* **INSTRUCTIONS TO FOLLOW**
All lines holding the string "transpose" should be copied from the data below.

* **EXERCISE MATERIALS**
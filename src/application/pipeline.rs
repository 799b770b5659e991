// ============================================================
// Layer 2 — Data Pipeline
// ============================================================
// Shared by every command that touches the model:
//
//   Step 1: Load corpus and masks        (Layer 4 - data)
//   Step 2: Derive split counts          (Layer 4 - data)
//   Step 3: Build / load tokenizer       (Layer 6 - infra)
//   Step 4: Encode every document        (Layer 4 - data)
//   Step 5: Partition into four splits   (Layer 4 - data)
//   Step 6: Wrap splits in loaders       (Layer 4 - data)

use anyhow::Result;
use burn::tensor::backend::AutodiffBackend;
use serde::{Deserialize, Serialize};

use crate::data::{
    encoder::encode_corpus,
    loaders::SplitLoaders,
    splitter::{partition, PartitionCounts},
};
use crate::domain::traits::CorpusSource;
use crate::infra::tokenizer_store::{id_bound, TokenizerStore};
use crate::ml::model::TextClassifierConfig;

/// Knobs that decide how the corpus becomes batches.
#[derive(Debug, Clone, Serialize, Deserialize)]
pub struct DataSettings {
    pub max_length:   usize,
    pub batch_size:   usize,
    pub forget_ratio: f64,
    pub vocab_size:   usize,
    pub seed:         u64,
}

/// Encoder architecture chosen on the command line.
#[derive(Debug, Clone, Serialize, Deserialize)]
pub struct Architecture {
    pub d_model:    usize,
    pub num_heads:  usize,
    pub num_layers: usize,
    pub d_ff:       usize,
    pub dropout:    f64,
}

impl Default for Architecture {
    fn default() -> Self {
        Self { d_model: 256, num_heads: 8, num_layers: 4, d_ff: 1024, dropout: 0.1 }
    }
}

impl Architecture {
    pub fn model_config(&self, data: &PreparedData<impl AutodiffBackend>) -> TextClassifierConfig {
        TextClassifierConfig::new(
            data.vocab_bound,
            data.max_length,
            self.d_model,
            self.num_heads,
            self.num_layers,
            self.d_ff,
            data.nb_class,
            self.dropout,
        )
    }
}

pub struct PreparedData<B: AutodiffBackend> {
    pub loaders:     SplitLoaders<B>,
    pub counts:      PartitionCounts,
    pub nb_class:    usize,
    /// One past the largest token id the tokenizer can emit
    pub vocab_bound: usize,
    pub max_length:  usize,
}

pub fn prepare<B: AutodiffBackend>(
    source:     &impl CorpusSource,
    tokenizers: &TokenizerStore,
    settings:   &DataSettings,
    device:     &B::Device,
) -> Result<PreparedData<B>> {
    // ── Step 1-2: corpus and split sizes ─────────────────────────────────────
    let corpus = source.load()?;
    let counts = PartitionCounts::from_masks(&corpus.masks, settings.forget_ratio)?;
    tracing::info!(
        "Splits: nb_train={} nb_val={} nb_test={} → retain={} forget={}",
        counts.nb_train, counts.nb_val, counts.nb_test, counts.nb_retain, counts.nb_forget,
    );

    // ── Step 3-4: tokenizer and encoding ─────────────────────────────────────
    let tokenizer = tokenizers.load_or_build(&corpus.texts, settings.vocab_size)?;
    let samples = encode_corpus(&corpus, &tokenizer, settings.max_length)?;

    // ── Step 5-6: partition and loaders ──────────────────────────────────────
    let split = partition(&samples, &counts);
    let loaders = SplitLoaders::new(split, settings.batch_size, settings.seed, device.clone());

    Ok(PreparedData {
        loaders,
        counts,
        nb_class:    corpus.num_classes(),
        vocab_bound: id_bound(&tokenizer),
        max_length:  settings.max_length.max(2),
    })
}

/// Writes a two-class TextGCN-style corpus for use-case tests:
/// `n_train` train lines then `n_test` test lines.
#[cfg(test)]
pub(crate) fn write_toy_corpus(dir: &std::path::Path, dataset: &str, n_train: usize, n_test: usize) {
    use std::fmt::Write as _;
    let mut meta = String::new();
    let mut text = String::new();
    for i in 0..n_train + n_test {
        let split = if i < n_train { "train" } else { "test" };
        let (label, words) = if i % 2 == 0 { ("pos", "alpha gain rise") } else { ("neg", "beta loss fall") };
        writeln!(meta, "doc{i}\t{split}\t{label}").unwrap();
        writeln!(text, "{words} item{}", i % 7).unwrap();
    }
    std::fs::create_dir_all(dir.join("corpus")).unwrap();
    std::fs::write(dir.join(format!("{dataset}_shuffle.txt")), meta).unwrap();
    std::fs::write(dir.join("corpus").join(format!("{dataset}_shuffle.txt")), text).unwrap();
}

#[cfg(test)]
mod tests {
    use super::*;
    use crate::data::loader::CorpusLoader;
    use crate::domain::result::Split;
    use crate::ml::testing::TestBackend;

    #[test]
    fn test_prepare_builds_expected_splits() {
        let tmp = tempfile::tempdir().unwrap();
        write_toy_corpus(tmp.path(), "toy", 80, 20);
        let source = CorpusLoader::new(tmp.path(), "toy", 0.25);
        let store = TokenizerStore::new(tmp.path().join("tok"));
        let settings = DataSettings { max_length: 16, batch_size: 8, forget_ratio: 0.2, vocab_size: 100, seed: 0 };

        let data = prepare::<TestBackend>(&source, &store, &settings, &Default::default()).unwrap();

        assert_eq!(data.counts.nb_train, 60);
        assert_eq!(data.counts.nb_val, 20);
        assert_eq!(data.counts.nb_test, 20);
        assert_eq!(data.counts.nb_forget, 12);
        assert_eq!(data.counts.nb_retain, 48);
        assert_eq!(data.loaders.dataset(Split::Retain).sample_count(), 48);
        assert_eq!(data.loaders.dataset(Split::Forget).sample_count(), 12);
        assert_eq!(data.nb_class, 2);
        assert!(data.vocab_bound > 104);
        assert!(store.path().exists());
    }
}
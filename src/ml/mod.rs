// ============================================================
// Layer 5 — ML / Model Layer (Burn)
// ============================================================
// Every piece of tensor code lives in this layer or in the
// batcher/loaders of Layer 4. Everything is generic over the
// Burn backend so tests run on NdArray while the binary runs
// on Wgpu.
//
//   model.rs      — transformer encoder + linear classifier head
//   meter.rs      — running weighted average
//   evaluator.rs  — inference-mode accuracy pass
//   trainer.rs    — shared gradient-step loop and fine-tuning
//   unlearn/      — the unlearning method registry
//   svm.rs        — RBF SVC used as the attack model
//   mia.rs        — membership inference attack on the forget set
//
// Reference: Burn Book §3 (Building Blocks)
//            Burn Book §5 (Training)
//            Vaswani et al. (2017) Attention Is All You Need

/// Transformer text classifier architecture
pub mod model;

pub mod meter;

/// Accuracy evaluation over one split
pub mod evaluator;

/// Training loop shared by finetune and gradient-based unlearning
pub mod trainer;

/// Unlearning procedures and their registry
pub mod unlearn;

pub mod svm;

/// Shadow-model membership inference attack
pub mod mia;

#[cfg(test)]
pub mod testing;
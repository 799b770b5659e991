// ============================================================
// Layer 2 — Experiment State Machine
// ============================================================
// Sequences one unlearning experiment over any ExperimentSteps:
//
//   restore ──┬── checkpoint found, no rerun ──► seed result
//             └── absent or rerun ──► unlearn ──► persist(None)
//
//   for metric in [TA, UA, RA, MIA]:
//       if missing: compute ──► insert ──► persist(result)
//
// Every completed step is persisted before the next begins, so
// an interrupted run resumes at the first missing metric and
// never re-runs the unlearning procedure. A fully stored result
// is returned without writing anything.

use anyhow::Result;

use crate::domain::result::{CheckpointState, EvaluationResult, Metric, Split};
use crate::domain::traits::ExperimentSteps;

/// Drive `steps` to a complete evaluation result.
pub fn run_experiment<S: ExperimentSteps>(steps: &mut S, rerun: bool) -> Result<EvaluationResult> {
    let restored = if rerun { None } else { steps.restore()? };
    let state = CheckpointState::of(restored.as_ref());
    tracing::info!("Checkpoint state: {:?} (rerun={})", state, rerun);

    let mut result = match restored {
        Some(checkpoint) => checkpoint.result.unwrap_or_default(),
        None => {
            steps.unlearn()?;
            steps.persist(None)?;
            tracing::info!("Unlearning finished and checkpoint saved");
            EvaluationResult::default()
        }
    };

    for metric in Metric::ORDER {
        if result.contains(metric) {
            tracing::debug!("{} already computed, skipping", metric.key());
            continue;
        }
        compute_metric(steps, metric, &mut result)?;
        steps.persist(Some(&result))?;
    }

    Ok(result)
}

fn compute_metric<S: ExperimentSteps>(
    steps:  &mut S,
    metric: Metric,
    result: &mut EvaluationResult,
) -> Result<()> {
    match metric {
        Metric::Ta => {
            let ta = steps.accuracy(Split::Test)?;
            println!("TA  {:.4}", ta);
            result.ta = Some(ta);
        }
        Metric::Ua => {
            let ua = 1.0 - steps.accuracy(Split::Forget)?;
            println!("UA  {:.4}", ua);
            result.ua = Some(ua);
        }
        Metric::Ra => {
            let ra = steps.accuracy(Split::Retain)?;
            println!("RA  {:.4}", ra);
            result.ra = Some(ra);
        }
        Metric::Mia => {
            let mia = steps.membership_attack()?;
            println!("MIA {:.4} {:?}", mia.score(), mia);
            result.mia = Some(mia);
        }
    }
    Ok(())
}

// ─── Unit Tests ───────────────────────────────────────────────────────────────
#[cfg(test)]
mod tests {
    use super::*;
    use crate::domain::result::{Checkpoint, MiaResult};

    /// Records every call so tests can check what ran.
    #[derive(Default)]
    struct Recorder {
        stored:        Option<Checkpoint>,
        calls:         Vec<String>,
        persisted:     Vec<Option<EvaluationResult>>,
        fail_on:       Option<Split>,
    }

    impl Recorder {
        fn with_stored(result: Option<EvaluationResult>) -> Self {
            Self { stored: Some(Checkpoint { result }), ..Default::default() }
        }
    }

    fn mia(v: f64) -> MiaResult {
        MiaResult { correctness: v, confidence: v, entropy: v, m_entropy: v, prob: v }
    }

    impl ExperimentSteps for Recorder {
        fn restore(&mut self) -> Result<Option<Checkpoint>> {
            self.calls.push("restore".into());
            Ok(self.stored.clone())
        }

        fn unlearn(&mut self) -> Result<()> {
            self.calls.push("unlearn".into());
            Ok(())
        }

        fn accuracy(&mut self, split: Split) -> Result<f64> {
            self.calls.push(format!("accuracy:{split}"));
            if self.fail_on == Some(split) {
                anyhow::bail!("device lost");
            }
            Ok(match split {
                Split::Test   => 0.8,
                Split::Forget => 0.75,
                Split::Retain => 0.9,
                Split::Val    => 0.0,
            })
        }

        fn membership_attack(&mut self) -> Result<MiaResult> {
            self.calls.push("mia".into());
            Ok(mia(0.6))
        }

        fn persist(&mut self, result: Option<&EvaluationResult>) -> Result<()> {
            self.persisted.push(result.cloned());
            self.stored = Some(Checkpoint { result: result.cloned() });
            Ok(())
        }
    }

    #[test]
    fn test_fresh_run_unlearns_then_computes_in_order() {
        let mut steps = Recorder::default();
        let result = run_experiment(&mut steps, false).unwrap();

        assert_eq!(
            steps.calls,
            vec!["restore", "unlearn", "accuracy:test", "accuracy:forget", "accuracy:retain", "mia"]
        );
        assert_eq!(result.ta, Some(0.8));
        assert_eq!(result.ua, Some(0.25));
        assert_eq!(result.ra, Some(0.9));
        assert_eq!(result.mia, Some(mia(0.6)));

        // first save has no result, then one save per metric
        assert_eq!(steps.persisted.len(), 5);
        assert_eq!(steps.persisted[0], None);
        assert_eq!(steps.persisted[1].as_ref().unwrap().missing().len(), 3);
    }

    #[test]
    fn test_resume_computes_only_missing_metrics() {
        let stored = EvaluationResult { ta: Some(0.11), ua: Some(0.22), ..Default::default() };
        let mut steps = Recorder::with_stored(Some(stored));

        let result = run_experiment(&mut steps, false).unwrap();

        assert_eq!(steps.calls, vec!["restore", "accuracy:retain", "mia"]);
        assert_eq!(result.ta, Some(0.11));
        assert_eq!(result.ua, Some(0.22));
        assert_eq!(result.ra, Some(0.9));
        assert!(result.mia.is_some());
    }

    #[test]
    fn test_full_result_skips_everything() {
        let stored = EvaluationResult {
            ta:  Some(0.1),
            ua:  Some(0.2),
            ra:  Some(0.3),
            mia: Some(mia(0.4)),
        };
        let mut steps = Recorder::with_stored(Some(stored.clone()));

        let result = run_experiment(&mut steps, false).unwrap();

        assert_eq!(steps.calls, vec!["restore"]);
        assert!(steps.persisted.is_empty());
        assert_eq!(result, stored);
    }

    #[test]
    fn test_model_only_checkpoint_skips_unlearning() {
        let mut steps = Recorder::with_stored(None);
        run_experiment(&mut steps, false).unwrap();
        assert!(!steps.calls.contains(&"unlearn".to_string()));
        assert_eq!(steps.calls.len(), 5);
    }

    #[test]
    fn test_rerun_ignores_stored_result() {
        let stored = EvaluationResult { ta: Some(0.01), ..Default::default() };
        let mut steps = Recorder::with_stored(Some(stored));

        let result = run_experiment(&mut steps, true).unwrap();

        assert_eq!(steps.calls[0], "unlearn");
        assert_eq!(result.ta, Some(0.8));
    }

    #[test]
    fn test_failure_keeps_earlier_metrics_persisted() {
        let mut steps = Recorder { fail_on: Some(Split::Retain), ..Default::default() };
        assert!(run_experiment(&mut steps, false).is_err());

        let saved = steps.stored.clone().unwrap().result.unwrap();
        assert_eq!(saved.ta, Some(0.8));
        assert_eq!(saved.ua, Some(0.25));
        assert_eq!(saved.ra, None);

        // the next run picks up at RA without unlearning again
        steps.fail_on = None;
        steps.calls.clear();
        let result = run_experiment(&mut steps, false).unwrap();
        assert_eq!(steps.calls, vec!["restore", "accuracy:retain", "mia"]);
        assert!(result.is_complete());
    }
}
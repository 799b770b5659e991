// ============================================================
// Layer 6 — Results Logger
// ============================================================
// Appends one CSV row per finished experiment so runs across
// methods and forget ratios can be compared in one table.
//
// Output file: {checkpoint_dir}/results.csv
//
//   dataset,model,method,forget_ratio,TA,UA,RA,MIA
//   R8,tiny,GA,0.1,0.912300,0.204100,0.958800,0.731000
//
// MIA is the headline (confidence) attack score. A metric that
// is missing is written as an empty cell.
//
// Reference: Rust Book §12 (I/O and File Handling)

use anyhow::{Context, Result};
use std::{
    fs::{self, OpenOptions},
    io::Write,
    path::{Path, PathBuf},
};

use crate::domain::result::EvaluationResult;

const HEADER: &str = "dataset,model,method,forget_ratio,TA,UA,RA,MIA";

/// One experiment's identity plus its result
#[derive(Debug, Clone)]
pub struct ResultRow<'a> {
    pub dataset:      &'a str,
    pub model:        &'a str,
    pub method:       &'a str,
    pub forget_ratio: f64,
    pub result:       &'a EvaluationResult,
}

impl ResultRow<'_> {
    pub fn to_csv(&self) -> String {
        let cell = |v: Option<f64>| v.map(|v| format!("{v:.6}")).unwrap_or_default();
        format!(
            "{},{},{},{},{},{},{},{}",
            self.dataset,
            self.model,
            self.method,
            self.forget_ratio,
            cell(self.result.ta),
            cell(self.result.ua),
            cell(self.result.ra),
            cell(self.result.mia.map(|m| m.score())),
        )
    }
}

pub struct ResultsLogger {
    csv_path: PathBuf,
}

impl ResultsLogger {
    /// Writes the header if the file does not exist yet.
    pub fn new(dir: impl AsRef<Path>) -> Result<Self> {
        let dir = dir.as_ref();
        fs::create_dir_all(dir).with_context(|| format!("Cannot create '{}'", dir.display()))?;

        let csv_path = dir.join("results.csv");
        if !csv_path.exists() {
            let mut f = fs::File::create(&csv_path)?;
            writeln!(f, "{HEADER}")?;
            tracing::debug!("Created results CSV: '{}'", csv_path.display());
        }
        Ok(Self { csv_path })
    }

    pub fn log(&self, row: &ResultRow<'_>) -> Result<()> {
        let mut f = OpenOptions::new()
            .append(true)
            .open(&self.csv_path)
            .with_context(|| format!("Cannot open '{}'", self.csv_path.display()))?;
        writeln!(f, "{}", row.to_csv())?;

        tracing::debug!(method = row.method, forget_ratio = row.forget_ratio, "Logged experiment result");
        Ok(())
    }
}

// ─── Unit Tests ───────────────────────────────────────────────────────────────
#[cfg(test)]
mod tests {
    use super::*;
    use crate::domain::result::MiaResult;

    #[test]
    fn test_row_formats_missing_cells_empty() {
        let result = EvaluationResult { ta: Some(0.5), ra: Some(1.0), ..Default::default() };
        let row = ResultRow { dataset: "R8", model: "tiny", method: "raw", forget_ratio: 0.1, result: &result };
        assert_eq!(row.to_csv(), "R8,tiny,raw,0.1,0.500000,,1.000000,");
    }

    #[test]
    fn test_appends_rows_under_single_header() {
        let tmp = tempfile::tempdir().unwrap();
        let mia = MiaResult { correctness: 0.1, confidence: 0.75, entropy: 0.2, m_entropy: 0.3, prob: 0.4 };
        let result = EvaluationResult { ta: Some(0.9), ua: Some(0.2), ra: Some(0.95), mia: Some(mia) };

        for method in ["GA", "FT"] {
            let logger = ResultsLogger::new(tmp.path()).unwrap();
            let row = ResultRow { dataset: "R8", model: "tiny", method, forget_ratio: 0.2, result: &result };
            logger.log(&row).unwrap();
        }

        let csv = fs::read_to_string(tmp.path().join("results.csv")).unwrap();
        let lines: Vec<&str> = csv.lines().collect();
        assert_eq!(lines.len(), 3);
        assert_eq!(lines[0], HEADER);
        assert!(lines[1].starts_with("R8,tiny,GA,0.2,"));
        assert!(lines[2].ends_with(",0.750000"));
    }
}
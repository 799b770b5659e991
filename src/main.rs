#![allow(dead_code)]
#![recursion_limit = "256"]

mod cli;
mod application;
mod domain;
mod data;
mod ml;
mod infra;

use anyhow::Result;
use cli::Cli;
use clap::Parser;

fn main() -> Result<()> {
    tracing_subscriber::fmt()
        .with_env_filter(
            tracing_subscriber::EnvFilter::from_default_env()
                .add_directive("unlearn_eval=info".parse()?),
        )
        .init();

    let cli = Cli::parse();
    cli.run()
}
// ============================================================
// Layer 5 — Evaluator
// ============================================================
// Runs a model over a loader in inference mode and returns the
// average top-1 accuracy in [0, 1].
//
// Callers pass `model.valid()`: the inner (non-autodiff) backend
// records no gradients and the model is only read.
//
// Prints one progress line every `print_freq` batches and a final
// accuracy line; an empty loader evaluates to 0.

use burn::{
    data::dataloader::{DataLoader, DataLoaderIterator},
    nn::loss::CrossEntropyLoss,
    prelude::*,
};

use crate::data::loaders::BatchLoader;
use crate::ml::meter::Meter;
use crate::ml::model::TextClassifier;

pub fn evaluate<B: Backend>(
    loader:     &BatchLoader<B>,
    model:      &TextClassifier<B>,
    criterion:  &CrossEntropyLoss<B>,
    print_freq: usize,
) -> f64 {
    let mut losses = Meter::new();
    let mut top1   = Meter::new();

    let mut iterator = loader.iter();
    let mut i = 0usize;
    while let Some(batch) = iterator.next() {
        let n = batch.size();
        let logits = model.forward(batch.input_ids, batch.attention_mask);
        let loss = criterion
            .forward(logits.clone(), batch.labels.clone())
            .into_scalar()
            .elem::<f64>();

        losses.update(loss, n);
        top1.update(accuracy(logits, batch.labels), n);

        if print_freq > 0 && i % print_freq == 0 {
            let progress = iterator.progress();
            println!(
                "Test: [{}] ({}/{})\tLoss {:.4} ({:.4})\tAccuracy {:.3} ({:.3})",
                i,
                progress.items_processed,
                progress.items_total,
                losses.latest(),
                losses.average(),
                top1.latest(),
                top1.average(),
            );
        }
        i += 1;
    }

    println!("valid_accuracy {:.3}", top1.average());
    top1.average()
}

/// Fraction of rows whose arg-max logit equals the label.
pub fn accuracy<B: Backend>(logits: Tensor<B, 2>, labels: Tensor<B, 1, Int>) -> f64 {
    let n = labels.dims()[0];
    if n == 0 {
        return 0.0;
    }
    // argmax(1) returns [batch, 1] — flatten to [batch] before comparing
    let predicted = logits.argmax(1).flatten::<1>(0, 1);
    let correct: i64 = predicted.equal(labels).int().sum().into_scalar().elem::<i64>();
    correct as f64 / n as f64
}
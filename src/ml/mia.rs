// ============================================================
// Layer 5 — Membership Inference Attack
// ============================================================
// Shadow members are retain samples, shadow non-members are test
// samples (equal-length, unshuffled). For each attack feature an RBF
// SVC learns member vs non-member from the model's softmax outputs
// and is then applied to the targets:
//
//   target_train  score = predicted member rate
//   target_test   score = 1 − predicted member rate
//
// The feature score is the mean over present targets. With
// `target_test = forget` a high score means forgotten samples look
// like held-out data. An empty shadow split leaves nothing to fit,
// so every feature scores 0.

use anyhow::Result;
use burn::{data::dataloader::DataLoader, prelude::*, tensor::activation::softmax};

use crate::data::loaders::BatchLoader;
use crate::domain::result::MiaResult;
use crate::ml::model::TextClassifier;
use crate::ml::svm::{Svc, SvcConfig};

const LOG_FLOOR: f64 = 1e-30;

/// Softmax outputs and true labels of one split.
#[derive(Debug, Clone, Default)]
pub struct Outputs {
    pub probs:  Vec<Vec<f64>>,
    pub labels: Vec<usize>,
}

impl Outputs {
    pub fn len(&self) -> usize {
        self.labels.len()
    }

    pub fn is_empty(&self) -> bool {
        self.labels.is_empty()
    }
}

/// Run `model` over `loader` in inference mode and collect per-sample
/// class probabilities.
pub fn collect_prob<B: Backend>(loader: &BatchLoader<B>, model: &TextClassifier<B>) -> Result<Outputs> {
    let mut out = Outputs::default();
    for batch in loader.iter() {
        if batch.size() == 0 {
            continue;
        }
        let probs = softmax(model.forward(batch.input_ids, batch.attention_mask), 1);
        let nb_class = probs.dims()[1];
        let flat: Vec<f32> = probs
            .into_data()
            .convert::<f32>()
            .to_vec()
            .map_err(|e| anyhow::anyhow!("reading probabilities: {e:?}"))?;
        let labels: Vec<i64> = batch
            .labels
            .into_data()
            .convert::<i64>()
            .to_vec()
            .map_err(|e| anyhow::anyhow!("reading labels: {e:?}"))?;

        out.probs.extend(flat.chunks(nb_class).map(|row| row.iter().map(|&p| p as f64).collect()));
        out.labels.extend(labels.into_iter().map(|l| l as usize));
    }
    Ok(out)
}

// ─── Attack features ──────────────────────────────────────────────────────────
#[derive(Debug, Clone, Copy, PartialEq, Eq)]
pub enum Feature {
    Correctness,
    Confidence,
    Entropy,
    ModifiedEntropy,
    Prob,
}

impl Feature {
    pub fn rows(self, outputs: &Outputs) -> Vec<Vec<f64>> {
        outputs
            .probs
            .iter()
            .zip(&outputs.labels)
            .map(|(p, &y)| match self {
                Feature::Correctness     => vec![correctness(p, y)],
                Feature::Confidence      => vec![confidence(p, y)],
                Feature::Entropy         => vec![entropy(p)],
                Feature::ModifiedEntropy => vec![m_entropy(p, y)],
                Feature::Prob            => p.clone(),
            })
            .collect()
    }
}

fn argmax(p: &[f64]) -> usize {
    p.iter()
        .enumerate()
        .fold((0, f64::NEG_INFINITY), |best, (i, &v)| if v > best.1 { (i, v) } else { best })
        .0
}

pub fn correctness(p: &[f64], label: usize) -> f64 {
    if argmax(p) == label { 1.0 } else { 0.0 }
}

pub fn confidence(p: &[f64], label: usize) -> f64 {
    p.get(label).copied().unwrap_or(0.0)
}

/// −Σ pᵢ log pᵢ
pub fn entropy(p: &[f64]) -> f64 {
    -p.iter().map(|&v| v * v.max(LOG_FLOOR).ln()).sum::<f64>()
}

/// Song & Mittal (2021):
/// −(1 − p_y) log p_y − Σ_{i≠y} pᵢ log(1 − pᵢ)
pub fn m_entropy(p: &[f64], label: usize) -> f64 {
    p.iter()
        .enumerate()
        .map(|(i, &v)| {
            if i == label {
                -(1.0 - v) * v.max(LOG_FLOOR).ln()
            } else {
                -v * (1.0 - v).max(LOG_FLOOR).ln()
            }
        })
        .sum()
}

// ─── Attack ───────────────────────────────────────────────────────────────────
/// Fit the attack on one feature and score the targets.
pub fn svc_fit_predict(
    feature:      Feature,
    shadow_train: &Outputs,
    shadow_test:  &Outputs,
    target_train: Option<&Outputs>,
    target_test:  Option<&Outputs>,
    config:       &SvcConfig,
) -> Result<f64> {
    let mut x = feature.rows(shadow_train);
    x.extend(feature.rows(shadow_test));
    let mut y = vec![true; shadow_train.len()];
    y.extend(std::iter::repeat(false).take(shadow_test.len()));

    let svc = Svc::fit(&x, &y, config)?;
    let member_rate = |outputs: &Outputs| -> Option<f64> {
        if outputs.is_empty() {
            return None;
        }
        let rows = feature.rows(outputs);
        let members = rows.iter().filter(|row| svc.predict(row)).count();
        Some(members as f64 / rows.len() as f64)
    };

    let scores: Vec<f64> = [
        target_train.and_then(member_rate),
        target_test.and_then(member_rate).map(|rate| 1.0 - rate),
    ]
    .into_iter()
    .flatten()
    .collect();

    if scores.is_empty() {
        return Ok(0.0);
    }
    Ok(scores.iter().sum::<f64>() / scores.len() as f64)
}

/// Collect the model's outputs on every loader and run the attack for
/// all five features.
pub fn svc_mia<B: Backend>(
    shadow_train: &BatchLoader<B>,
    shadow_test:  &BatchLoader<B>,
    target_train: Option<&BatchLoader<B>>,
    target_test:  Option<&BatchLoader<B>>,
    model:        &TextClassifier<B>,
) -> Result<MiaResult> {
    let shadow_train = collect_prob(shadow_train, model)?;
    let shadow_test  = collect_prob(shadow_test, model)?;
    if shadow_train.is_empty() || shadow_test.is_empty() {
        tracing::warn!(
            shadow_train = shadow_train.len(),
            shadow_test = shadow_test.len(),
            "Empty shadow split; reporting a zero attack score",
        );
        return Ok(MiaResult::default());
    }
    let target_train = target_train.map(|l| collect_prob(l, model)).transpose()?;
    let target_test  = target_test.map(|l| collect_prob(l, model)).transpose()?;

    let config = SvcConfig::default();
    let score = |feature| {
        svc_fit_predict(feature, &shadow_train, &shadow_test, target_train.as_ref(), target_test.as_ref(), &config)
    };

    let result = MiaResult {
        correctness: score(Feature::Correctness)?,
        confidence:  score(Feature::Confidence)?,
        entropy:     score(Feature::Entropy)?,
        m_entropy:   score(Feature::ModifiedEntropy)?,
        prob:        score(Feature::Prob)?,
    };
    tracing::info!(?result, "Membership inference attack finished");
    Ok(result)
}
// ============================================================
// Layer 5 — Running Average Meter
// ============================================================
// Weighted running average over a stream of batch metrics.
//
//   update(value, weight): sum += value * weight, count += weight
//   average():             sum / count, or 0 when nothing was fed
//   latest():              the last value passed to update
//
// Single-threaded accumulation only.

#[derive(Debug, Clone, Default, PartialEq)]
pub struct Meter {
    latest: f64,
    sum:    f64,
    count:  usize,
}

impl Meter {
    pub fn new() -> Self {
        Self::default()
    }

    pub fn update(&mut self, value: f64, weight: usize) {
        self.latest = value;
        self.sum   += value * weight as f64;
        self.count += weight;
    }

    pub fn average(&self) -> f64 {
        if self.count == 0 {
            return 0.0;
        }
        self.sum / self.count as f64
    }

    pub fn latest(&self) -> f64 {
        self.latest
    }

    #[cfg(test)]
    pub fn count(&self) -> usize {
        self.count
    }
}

* **TASK SOLUTION**
    let target_train = target_train.map(|l| collect_prob(l, model)).transpose()?;
    let target_test  = target_test.map(|l| collect_prob(l, model)).transpose()?;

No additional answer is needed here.